If the story can’t bear logical examination then the story is stupid. I get rid of the “close” there because it doesn’t take “close” examination to see that ET’s powers make no damn sense. How could ET that didn’t know Elliot or English decide to stick around for Elliot, and why was it sick before hand, if it hadn’t gotten sick it wouldn’t have had a bunch of people in the room to watch it die in the first place. See, you’re showing the problems with the story. It doesn’t add up to even the slightest amount of examination. It’s just another “kids are dumb, keep the eyes big and they’ll like the movie” kids movie. Right there with Herbie and all the other shlock they foisted on kids during that time period.
Except that unlike the Herbie films, it’s great filmmaking. Like I said it doesn’t need any more logic than a striking dream has (and it actually has much more). The plots of Jane Austen novels are flimsy too - No one cares.

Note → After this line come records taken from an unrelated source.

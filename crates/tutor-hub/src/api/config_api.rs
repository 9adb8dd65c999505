//! Administration of `models.json`: endpoints, models, feature defaults, reload.
//!
//! Every write goes through the catalog on a blocking thread.

use axum::{
    extract::{Path, State},
    Json,
};
use serde::{Deserialize, Serialize};
use tracing::info;
use validator::Validate;

use crate::api::{track, validate_input};
use crate::error::TutorError;
use crate::model_catalog::{
    CatalogError, EndpointDefinition, EndpointPatch, ModelCatalog, ModelDefinition, ModelKind, ModelPatch,
    ModelSelection,
};
use crate::shared_state::AppState;

#[derive(Debug, Deserialize, Validate)]
pub struct EndpointRequest {
    #[validate(length(min = 1, max = 64))]
    pub id: String,
    #[validate(length(min = 1, max = 100))]
    pub name: String,
    #[validate(url)]
    pub base_url: String,
    pub api_key_env: Option<String>,
    #[serde(default = "enabled")]
    pub enabled: bool,
}

#[derive(Debug, Deserialize, Validate)]
pub struct ModelRequest {
    #[validate(length(min = 1, max = 100))]
    pub id: String,
    #[validate(length(min = 1, max = 100))]
    pub name: String,
    pub endpoint: Option<String>,
    #[serde(default = "enabled")]
    pub enabled: bool,
    #[serde(default)]
    pub voices: Vec<String>,
}

fn enabled() -> bool {
    true
}

impl From<EndpointRequest> for EndpointDefinition {
    fn from(req: EndpointRequest) -> Self {
        EndpointDefinition {
            id: req.id.trim().to_string(),
            name: req.name,
            base_url: req.base_url.trim_end_matches('/').to_string(),
            api_key_env: req.api_key_env.filter(|v| !v.trim().is_empty()),
            enabled: req.enabled,
        }
    }
}

impl From<ModelRequest> for ModelDefinition {
    fn from(req: ModelRequest) -> Self {
        ModelDefinition {
            id: req.id.trim().to_string(),
            name: req.name,
            endpoint: req.endpoint.filter(|v| !v.trim().is_empty()),
            enabled: req.enabled,
            voices: req.voices,
        }
    }
}

#[derive(Debug, Serialize)]
pub struct EndpointsResponse {
    pub endpoints: Vec<EndpointDefinition>,
}

#[derive(Debug, Serialize)]
pub struct EndpointResponse {
    pub ok: bool,
    pub endpoint: EndpointDefinition,
}

#[derive(Debug, Serialize)]
pub struct ModelsListResponse {
    pub models: Vec<ModelDefinition>,
}

#[derive(Debug, Serialize)]
pub struct ModelResponse {
    pub ok: bool,
    pub model: ModelDefinition,
}

#[derive(Debug, Serialize)]
pub struct OkResponse {
    pub ok: bool,
}

#[derive(Debug, Serialize)]
pub struct DefaultsResponse {
    pub ok: bool,
    pub defaults: ModelSelection,
}

#[derive(Debug, Serialize)]
pub struct ReloadResponse {
    pub ok: bool,
    pub message: String,
}

/// Run a catalog operation off the async workers.
async fn with_catalog<T, F>(state: &AppState, op: F) -> Result<T, TutorError>
where
    F: FnOnce(&ModelCatalog) -> Result<T, CatalogError> + Send + 'static,
    T: Send + 'static,
{
    let catalog = state.catalog.clone();
    tokio::task::spawn_blocking(move || op(&catalog))
        .await
        .map_err(|e| TutorError::Internal(format!("catalog task failed: {}", e)))?
        .map_err(TutorError::from)
}

fn model_kind(raw: &str) -> Result<ModelKind, TutorError> {
    raw.parse::<ModelKind>().map_err(TutorError::Validation)
}

fn feature_name(raw: &str) -> Result<String, TutorError> {
    let feature = raw.trim().to_ascii_lowercase();
    if feature.is_empty() || feature.len() > 32 {
        return Err(TutorError::Validation(format!("Invalid feature name '{}'", raw)));
    }
    Ok(feature)
}

/// GET /api/v1/config/endpoints
pub async fn list_endpoints(State(state): State<AppState>) -> Result<Json<EndpointsResponse>, TutorError> {
    let result = with_catalog(&state, |catalog| Ok(catalog.endpoints())).await;
    track("GET /api/v1/config/endpoints", result.map(|endpoints| EndpointsResponse { endpoints })).map(Json)
}

/// POST /api/v1/config/endpoints
pub async fn add_endpoint(
    State(state): State<AppState>,
    Json(request): Json<EndpointRequest>,
) -> Result<Json<EndpointResponse>, TutorError> {
    let result = match validate_input(&request) {
        Ok(()) => {
            let endpoint = EndpointDefinition::from(request);
            info!("Adding endpoint {} ({})", endpoint.id, endpoint.base_url);
            with_catalog(&state, move |catalog| catalog.add_endpoint(endpoint)).await
        }
        Err(e) => Err(e),
    };
    track("POST /api/v1/config/endpoints", result.map(|endpoint| EndpointResponse { ok: true, endpoint })).map(Json)
}

/// PUT /api/v1/config/endpoints/:id
pub async fn update_endpoint(
    State(state): State<AppState>,
    Path(id): Path<String>,
    Json(patch): Json<EndpointPatch>,
) -> Result<Json<EndpointResponse>, TutorError> {
    info!("Updating endpoint {}", id);
    let result = with_catalog(&state, move |catalog| catalog.update_endpoint(&id, &patch)).await;
    track("PUT /api/v1/config/endpoints/:id", result.map(|endpoint| EndpointResponse { ok: true, endpoint })).map(Json)
}

/// DELETE /api/v1/config/endpoints/:id
pub async fn delete_endpoint(
    State(state): State<AppState>,
    Path(id): Path<String>,
) -> Result<Json<OkResponse>, TutorError> {
    info!("Deleting endpoint {}", id);
    let result = with_catalog(&state, move |catalog| catalog.delete_endpoint(&id)).await;
    track("DELETE /api/v1/config/endpoints/:id", result.map(|()| OkResponse { ok: true })).map(Json)
}

/// GET /api/v1/config/models/:model_type
///
/// Lists disabled models too, so they can be re-enabled.
pub async fn list_catalog_models(
    State(state): State<AppState>,
    Path(model_type): Path<String>,
) -> Result<Json<ModelsListResponse>, TutorError> {
    let result = match model_kind(&model_type) {
        Ok(kind) => with_catalog(&state, move |catalog| Ok(catalog.models(kind, true))).await,
        Err(e) => Err(e),
    };
    track("GET /api/v1/config/models/:model_type", result.map(|models| ModelsListResponse { models })).map(Json)
}

/// POST /api/v1/config/models/:model_type
pub async fn add_catalog_model(
    State(state): State<AppState>,
    Path(model_type): Path<String>,
    Json(request): Json<ModelRequest>,
) -> Result<Json<ModelResponse>, TutorError> {
    let checked = model_kind(&model_type).and_then(|kind| validate_input(&request).map(|()| kind));
    let result = match checked {
        Ok(kind) => {
            let model = ModelDefinition::from(request);
            info!("Adding {} model {}", kind, model.id);
            with_catalog(&state, move |catalog| catalog.add_model(kind, model)).await
        }
        Err(e) => Err(e),
    };
    track("POST /api/v1/config/models/:model_type", result.map(|model| ModelResponse { ok: true, model })).map(Json)
}

/// PUT /api/v1/config/models/:model_type/:id
pub async fn update_catalog_model(
    State(state): State<AppState>,
    Path((model_type, id)): Path<(String, String)>,
    Json(patch): Json<ModelPatch>,
) -> Result<Json<ModelResponse>, TutorError> {
    let result = match model_kind(&model_type) {
        Ok(kind) => {
            info!("Updating {} model {}", kind, id);
            with_catalog(&state, move |catalog| catalog.update_model(kind, &id, &patch)).await
        }
        Err(e) => Err(e),
    };
    track("PUT /api/v1/config/models/:model_type/:id", result.map(|model| ModelResponse { ok: true, model })).map(Json)
}

/// DELETE /api/v1/config/models/:model_type/:id
pub async fn delete_catalog_model(
    State(state): State<AppState>,
    Path((model_type, id)): Path<(String, String)>,
) -> Result<Json<OkResponse>, TutorError> {
    let result = match model_kind(&model_type) {
        Ok(kind) => {
            info!("Deleting {} model {}", kind, id);
            with_catalog(&state, move |catalog| catalog.delete_model(kind, &id)).await
        }
        Err(e) => Err(e),
    };
    track("DELETE /api/v1/config/models/:model_type/:id", result.map(|()| OkResponse { ok: true })).map(Json)
}

/// GET /api/v1/config/defaults/:feature
pub async fn get_defaults(
    State(state): State<AppState>,
    Path(feature): Path<String>,
) -> Result<Json<DefaultsResponse>, TutorError> {
    let result = match feature_name(&feature) {
        Ok(feature) => with_catalog(&state, move |catalog| Ok(catalog.defaults(&feature))).await,
        Err(e) => Err(e),
    };
    track("GET /api/v1/config/defaults/:feature", result.map(|defaults| DefaultsResponse { ok: true, defaults }))
        .map(Json)
}

/// PUT /api/v1/config/defaults/:feature
pub async fn set_defaults(
    State(state): State<AppState>,
    Path(feature): Path<String>,
    Json(defaults): Json<ModelSelection>,
) -> Result<Json<DefaultsResponse>, TutorError> {
    let result = match feature_name(&feature) {
        Ok(feature) => {
            info!("Setting {} defaults: {:?}", feature, defaults);
            with_catalog(&state, move |catalog| catalog.set_defaults(&feature, defaults)).await
        }
        Err(e) => Err(e),
    };
    track("PUT /api/v1/config/defaults/:feature", result.map(|defaults| DefaultsResponse { ok: true, defaults }))
        .map(Json)
}

/// POST /api/v1/config/reload
pub async fn reload_config(State(state): State<AppState>) -> Result<Json<ReloadResponse>, TutorError> {
    let result = with_catalog(&state, |catalog| catalog.reload().map_err(CatalogError::from)).await;
    track(
        "POST /api/v1/config/reload",
        result.map(|()| ReloadResponse { ok: true, message: "Configuration reloaded".to_string() }),
    )
    .map(Json)
}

FR is hands-down the worst site on the Internet for a movie review. There are some fuddy-duddies on here who think all movies without Jimmy Stewart are The Worst Films Ever Made!!1!11! And even most of those WITH Jimmy Stewart are Insulting Hollywood Leftist Propaganda!
Mechanically sure ET is well executed. But story and characterwise it’s exactly like a Herbie movie. The characters are 1 dimensional, mostly not that bright, and the story just plain doesn’t hold up. My dreams make a hell of a lot more sense than ET. And Jane Austen novels are crap too, I couldn’t even finish the cliff notes for Pride and Prejudice, for exactly what you point out: flimsy, not to mention stupid and filled with annoying women that need to be slapped in the face.
It’s not all of FR it’s just this guy’s reviews. He’s hilariously wrong about everything.
Elliot is one of the fullest characterizations of a child in American film history. Though that has as much to do with Henry Thomas’s performance (and Spielberg’s direction of it) as it does with anything in the script. Austen was a satirist and was chuckling at the characters’ foibles all along the way.
"See this guy? The guy in black? He's baaaaaaaaaaaadd. Did you see that? He just stepped on some guy's face! Do you know why? Well, he's baaad. See? Listen to the music! Isn't it kind of dark and threatening?? I'm telling you this guy is baaaaad. Hey, maybe you're not getting it. Okay. Okay. He's -- he's crushing a kitten now. Okay? Get it? He's baaaaaaaaaad.
"Oh look! New guy! New guy entering the scene! And look! He's wearing white!! And -- and the music! Yes! It's rising up! I think ... I think ... yes, I think I'm sure ... He must be a good guy!!!!"
I swear that prior to Lucas and Spielberg there was some expectation that the audience could figure some of this stuff out for themselves.
How did ‘Jaws’ or ‘Close Encounters’ fit that template? In CE, the people you think are bad really don’t turn out to be in the end. The most popular films in the early 1970s were disaster movies. Spielberg helped kill those off.